Work required
Read the records below and copy each line that contains "routing".

===== Dataset entries =====

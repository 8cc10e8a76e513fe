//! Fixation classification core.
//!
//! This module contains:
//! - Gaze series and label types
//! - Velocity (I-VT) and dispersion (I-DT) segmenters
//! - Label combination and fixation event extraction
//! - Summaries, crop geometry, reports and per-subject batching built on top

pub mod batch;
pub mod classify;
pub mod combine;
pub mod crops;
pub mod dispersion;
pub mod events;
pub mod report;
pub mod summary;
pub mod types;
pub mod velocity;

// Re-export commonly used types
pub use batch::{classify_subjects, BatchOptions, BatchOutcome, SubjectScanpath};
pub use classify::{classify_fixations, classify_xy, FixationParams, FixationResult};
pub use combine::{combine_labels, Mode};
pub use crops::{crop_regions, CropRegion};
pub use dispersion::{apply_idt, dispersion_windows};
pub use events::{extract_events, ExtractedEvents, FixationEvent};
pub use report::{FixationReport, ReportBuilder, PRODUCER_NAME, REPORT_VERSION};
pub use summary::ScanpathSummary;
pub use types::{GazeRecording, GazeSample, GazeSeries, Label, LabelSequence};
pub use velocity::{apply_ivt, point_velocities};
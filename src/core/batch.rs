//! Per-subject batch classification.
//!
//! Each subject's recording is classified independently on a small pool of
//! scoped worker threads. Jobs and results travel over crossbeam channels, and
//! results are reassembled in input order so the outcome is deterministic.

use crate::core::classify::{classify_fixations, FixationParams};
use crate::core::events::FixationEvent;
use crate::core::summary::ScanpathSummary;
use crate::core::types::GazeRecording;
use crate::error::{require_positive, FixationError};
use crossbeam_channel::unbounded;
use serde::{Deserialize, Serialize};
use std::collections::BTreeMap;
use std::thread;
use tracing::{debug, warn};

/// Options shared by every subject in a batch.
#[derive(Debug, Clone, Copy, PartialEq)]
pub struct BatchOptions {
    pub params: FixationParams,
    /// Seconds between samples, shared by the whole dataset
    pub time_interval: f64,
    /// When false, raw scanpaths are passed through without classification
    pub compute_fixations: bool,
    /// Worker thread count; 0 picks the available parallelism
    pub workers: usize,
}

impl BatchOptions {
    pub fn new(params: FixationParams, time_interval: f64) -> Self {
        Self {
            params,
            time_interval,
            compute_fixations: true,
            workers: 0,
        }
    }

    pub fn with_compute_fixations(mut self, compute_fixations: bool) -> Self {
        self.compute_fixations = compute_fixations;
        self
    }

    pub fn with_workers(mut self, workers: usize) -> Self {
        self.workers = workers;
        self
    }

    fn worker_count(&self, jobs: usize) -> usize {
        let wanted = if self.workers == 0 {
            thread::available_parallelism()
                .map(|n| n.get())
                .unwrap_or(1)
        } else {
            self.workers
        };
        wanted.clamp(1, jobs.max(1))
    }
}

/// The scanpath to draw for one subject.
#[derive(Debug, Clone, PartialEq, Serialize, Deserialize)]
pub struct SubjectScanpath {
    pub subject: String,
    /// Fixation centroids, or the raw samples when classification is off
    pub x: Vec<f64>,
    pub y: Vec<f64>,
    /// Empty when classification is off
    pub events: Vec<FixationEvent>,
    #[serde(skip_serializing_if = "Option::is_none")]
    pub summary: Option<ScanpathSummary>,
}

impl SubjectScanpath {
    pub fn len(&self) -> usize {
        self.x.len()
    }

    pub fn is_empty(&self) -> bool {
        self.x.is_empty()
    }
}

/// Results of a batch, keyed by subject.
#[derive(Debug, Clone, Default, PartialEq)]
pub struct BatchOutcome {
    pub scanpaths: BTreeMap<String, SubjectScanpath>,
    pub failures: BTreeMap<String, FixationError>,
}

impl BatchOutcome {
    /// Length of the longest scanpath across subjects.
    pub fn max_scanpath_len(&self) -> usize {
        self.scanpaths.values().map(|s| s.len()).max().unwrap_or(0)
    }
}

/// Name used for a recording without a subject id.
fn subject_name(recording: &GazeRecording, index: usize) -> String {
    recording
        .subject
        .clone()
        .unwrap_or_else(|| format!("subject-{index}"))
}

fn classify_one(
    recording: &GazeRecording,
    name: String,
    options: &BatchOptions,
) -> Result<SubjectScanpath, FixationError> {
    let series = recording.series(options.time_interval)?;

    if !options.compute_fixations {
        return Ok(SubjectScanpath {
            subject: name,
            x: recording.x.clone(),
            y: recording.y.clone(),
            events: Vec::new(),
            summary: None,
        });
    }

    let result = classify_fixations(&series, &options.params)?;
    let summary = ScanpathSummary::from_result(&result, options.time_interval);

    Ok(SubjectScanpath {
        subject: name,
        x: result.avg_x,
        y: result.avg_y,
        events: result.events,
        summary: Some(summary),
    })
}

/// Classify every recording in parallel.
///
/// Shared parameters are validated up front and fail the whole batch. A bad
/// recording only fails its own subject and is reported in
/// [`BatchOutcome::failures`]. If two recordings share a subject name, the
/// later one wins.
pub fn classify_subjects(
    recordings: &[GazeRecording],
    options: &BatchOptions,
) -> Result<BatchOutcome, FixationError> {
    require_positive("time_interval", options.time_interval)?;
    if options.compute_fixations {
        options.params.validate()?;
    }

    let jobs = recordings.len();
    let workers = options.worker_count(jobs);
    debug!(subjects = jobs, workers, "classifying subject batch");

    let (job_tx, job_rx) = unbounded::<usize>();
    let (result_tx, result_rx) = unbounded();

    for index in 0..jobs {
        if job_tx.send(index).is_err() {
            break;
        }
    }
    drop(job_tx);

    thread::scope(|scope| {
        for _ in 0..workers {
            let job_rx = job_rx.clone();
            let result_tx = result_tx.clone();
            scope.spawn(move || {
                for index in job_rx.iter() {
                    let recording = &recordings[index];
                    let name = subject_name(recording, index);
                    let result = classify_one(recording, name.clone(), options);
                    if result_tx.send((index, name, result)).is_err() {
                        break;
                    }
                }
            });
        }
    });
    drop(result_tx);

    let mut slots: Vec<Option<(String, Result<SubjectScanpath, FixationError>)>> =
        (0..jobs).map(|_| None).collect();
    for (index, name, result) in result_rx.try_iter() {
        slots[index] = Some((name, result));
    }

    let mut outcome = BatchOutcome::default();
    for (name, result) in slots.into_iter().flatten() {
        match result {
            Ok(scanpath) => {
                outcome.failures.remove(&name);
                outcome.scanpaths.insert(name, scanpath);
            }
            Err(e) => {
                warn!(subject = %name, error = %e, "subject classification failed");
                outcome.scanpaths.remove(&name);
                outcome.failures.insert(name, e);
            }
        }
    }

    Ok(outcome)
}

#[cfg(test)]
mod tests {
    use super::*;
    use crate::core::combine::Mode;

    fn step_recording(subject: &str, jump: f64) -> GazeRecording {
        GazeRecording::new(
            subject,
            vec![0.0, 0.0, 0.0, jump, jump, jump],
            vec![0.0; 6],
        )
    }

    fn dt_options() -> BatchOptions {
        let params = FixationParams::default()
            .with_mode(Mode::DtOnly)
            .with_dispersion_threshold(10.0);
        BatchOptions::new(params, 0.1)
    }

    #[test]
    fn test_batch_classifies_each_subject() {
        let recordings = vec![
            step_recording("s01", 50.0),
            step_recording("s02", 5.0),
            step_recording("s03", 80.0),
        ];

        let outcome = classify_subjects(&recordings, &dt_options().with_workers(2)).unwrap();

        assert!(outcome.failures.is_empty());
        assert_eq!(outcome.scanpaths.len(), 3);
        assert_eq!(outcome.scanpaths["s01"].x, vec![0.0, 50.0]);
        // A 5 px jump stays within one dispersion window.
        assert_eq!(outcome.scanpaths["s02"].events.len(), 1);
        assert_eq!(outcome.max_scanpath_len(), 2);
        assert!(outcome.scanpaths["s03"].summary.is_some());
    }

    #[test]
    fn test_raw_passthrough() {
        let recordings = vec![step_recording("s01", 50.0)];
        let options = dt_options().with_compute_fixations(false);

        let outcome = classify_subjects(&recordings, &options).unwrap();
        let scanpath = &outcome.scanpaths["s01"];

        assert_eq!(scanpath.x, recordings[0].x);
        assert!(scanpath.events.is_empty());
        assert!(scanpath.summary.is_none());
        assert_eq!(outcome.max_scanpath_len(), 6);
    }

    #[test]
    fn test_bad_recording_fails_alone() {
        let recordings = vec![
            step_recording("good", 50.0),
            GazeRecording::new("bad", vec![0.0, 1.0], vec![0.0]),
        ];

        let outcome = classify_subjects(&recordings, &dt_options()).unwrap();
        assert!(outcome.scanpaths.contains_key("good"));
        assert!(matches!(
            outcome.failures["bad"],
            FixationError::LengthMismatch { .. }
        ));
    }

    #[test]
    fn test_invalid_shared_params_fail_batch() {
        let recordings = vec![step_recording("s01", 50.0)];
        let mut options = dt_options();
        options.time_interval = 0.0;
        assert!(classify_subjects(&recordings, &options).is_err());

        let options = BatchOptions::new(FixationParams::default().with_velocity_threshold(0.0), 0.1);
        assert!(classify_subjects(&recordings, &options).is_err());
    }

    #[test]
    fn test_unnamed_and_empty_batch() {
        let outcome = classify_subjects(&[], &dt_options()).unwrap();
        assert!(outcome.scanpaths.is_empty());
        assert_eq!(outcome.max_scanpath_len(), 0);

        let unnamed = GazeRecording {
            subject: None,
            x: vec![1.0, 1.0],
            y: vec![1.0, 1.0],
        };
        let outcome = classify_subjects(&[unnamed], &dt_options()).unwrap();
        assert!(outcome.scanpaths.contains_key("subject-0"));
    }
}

=====
===== Dataset entries =====

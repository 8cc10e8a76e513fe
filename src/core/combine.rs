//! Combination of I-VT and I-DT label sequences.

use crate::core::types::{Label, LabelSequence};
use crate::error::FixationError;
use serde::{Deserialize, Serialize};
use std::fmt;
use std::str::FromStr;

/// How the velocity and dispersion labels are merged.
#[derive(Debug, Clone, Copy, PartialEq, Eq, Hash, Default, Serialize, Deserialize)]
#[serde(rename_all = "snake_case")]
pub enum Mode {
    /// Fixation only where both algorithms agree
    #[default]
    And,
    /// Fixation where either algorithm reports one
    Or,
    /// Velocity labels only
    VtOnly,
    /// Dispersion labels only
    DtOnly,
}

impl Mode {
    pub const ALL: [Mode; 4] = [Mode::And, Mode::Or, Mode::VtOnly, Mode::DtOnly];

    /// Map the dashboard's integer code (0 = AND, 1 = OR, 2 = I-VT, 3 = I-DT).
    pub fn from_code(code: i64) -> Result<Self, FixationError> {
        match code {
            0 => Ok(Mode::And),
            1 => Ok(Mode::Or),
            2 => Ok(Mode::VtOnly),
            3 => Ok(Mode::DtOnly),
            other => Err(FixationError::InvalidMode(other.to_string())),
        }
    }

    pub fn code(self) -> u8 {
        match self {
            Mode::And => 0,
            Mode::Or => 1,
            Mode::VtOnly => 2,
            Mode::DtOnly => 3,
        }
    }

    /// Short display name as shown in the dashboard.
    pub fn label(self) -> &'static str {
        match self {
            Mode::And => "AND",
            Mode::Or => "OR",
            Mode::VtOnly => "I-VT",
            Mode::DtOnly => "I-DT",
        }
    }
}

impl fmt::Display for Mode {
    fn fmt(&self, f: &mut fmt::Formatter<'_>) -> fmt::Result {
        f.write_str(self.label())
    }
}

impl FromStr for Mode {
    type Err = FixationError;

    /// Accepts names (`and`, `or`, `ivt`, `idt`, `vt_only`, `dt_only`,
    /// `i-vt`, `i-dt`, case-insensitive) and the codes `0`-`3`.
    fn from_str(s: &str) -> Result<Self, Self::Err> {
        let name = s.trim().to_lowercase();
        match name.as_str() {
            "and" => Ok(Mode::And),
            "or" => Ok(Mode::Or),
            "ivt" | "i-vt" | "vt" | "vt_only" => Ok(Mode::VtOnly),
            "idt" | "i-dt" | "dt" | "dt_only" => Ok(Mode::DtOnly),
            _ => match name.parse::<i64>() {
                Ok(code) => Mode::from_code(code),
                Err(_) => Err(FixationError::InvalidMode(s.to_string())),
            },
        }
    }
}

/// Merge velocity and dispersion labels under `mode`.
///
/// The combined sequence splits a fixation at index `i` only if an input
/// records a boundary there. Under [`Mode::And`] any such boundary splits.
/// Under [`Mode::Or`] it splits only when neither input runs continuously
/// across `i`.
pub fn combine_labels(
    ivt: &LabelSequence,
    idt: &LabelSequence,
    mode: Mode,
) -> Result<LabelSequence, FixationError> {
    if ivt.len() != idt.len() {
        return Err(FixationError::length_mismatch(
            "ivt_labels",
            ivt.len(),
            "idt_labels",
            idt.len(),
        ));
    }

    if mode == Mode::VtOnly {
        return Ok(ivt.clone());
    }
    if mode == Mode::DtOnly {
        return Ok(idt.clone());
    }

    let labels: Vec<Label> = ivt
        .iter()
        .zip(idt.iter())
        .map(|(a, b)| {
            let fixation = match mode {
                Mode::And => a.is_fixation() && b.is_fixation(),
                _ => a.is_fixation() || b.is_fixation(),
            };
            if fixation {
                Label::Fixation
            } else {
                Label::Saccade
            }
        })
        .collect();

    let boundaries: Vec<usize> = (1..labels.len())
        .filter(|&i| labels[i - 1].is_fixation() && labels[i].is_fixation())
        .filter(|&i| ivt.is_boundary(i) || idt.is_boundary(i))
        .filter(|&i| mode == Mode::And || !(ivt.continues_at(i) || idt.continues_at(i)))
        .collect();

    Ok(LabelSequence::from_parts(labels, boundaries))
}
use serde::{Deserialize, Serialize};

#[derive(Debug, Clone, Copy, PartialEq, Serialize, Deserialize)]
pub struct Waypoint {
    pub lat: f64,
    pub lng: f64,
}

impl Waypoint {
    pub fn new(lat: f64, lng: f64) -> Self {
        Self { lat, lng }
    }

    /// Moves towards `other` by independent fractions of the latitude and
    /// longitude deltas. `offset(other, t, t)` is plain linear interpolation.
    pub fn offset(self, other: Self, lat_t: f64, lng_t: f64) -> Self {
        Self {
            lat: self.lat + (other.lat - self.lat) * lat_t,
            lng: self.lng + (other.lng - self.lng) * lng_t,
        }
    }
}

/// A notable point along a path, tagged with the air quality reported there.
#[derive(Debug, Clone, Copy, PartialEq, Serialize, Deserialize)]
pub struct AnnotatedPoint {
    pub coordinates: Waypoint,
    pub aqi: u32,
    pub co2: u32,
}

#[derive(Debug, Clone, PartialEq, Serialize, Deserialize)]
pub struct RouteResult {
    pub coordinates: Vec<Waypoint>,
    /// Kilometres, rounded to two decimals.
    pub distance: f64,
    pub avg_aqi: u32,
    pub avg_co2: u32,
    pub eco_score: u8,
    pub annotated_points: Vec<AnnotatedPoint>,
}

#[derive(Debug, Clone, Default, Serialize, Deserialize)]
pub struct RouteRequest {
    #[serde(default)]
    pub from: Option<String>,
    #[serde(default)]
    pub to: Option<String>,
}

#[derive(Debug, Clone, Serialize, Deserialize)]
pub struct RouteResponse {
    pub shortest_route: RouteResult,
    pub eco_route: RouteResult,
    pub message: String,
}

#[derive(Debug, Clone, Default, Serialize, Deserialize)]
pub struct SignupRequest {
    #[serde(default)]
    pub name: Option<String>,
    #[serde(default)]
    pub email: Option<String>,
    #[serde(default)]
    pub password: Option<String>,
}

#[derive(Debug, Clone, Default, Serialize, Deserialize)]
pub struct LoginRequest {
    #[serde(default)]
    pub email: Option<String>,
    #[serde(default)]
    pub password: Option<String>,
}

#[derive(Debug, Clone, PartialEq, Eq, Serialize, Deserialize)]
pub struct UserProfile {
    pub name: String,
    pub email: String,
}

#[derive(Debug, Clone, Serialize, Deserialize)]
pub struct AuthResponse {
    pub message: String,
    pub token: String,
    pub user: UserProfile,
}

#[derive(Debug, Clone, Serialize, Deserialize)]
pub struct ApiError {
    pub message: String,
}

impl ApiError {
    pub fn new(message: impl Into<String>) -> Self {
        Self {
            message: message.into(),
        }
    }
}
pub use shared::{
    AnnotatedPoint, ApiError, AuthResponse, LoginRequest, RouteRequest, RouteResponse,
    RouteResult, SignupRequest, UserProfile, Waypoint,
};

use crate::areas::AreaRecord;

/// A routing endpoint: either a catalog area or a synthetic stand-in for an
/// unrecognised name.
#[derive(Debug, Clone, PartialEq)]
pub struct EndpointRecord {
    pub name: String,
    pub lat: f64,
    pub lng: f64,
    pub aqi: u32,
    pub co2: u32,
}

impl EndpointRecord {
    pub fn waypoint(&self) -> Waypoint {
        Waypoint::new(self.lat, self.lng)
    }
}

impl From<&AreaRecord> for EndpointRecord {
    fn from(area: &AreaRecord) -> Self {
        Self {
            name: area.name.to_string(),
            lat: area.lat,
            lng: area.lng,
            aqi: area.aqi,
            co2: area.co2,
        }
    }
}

=====
===== Dataset entries =====

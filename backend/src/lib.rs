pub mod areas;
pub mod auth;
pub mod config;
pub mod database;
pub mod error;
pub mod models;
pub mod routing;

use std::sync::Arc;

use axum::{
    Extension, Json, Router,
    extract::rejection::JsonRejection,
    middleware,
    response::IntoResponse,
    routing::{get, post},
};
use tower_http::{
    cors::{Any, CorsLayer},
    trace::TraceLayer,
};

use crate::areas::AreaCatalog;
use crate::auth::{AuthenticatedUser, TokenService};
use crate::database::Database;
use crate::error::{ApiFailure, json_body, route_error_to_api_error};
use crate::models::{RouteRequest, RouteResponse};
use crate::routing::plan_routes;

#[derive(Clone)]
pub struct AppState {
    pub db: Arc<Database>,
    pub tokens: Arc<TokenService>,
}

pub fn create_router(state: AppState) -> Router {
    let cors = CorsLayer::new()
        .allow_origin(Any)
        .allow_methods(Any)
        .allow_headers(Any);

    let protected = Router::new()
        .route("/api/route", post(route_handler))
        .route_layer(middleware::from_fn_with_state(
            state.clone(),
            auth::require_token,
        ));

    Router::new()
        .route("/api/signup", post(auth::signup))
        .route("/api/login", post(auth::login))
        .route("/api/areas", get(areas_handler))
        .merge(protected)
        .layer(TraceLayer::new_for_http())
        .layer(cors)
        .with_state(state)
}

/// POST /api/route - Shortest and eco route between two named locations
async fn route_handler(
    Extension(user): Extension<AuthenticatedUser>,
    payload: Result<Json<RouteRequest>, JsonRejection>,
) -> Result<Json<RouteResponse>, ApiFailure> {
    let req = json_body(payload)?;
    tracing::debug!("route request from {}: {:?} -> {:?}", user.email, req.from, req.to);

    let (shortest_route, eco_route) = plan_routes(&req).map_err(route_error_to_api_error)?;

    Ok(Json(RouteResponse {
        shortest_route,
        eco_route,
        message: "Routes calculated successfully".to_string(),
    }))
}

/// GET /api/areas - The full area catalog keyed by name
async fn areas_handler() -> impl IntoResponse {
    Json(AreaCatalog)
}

=====

Answer space
/// A routing endpoint: either a catalog area or a synthetic stand-in for an
pub mod routing;
    routing::{get, post},
use crate::routing::plan_routes;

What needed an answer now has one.